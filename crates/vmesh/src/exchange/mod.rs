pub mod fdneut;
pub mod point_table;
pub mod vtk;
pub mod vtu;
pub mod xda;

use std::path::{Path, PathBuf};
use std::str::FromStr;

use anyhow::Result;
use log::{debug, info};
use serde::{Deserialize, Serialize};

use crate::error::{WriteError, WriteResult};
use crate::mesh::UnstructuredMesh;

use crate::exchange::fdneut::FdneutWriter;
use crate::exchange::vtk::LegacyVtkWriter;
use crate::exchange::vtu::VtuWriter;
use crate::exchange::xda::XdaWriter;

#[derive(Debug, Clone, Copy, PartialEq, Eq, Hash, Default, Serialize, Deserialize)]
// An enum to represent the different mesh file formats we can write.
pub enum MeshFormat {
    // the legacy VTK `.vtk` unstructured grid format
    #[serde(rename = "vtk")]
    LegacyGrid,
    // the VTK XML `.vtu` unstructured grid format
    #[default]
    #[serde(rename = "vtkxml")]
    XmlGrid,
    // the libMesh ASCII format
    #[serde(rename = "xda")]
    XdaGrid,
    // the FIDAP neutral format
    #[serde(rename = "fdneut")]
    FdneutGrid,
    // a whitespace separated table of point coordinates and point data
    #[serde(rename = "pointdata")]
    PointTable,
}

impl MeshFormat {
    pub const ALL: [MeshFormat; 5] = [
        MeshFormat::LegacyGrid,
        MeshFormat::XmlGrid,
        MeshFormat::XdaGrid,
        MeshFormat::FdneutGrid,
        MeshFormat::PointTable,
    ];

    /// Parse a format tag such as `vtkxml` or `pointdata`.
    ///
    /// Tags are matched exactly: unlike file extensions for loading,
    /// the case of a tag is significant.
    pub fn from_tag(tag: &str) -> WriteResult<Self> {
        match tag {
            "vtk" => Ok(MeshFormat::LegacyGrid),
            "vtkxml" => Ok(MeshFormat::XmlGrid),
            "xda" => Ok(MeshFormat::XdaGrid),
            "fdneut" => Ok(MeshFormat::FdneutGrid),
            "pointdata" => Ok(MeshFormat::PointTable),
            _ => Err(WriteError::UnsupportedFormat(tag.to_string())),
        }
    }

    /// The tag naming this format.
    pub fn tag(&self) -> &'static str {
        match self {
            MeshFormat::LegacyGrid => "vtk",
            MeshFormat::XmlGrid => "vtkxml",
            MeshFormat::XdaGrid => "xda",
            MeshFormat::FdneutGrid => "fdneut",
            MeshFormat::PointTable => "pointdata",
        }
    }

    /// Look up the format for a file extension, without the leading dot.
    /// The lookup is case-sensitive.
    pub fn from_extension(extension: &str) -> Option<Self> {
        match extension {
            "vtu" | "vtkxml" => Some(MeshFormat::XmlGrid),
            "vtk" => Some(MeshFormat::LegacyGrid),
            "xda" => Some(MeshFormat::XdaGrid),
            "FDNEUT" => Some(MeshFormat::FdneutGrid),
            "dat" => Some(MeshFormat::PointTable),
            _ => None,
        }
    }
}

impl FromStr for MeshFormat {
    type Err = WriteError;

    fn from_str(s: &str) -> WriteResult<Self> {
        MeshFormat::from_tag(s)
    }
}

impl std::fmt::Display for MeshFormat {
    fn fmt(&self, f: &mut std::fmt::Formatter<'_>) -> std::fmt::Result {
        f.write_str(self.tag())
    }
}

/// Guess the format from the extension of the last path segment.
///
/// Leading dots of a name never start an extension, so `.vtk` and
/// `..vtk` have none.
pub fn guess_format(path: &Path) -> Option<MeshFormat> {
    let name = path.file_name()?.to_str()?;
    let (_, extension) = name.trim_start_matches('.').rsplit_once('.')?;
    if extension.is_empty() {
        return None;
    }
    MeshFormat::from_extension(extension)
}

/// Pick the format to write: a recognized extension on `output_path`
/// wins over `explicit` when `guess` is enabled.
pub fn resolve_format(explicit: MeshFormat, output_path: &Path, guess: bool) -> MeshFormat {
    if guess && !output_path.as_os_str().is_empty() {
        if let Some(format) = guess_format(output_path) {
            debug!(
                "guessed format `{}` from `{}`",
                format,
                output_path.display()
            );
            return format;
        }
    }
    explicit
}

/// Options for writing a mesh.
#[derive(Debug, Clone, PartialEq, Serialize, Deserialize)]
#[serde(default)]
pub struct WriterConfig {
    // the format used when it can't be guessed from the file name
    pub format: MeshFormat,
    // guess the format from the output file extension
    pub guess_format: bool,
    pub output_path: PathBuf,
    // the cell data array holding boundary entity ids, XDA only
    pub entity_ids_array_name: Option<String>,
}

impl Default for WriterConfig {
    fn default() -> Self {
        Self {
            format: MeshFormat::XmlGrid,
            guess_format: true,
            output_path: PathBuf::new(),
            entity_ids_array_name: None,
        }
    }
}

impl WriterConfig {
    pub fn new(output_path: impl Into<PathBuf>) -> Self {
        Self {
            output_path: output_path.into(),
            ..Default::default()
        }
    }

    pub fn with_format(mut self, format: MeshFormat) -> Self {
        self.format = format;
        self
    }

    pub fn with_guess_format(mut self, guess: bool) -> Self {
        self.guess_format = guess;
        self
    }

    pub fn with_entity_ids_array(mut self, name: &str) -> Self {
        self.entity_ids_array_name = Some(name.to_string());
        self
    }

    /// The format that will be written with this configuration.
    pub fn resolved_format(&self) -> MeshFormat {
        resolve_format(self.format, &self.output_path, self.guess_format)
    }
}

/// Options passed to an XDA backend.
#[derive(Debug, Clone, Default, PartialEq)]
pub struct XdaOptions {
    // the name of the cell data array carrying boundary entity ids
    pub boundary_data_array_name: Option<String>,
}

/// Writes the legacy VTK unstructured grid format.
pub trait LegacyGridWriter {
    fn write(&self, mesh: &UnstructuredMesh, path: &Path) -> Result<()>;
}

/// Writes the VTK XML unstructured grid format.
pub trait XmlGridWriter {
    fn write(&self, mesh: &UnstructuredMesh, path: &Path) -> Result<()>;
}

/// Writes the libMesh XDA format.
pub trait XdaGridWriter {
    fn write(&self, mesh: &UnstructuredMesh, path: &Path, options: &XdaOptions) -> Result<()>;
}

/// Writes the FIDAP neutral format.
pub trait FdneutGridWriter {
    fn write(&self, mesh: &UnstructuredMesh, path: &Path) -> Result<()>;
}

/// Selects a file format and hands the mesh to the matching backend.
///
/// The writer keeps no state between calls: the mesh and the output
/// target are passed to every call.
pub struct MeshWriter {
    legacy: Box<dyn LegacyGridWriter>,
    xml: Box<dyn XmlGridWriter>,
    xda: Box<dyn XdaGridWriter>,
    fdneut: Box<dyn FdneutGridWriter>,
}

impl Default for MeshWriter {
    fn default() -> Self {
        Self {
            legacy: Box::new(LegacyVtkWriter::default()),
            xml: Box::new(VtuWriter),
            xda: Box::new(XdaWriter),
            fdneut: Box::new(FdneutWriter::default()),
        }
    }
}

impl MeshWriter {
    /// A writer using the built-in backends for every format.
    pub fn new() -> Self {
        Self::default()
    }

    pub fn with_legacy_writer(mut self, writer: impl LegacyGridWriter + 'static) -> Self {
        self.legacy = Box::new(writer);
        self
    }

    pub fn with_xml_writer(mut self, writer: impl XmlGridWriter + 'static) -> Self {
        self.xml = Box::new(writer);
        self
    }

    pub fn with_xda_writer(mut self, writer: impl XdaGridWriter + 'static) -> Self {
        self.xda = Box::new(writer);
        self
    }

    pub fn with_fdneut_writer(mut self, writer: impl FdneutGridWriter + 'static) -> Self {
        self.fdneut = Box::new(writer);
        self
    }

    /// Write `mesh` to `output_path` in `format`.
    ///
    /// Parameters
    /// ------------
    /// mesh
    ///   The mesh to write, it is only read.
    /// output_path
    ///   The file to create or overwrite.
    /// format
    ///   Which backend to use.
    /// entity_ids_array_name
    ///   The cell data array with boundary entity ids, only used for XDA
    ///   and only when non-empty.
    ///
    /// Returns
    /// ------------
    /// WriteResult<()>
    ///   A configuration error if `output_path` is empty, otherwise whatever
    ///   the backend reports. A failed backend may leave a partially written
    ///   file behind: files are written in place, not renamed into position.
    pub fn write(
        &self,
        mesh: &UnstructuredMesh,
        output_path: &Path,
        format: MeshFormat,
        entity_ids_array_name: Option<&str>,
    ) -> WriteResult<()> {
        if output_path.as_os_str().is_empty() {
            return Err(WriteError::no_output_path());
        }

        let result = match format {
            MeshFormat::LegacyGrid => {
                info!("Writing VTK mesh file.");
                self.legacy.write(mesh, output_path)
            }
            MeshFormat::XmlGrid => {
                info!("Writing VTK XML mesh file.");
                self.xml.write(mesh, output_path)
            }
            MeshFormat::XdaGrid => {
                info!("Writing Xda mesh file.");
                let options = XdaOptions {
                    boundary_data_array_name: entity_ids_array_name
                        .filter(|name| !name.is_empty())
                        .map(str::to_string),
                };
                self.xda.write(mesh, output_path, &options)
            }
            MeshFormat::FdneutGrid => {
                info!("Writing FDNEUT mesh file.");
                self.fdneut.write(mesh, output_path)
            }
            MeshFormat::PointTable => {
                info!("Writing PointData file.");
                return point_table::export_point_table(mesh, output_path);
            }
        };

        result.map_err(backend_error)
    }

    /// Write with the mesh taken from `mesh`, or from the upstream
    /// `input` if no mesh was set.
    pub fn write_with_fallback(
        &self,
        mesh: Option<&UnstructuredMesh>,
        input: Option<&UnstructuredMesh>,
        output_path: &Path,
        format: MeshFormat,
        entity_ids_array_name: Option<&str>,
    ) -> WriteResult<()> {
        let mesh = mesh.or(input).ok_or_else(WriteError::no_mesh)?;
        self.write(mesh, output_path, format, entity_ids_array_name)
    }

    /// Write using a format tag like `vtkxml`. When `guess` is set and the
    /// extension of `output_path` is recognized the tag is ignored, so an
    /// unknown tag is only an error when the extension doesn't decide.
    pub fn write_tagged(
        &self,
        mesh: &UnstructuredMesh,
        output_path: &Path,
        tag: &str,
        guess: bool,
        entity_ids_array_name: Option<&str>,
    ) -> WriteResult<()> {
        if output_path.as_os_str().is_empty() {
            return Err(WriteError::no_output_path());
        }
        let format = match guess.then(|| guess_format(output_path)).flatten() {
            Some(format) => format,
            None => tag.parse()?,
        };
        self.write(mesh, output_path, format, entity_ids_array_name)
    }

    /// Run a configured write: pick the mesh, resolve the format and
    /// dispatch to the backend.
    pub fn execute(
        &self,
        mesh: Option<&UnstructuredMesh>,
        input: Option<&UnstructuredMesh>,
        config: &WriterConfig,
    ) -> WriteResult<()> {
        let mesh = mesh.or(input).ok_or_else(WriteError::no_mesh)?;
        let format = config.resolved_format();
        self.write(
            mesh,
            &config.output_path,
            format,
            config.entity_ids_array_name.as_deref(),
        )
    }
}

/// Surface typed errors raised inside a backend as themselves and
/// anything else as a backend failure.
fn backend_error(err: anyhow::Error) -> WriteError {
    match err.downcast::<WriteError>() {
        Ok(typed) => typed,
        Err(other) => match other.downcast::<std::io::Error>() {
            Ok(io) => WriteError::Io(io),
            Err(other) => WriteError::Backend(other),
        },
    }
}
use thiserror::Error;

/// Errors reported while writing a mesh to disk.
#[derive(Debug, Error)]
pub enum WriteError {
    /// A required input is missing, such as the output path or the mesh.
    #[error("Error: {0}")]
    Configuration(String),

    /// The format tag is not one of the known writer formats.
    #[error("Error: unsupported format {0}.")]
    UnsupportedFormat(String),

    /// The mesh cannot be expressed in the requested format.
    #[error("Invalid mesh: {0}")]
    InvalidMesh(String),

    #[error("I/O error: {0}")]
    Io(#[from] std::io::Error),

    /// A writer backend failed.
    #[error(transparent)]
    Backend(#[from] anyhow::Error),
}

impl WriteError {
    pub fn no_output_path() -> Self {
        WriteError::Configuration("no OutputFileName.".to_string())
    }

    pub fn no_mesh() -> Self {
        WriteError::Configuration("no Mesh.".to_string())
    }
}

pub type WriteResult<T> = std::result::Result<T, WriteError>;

================================

▶ **What is being asked**
From the start of the data to the line that holds "use crate::exchange::xda::XdaWriter;", retype each line exactly, with both ends included.

▶ **Output for this task**
filename crates/vmesh/src/exchange/mod.rs
pub mod fdneut;
pub mod point_table;
pub mod vtk;
pub mod vtu;
pub mod xda;

use std::path::{Path, PathBuf};
use std::str::FromStr;

use anyhow::Result;
use log::{debug, info};
use serde::{Deserialize, Serialize};

use crate::error::{WriteError, WriteResult};
use crate::mesh::UnstructuredMesh;

use crate::exchange::fdneut::FdneutWriter;
use crate::exchange::vtk::LegacyVtkWriter;
use crate::exchange::vtu::VtuWriter;
use crate::exchange::xda::XdaWriter;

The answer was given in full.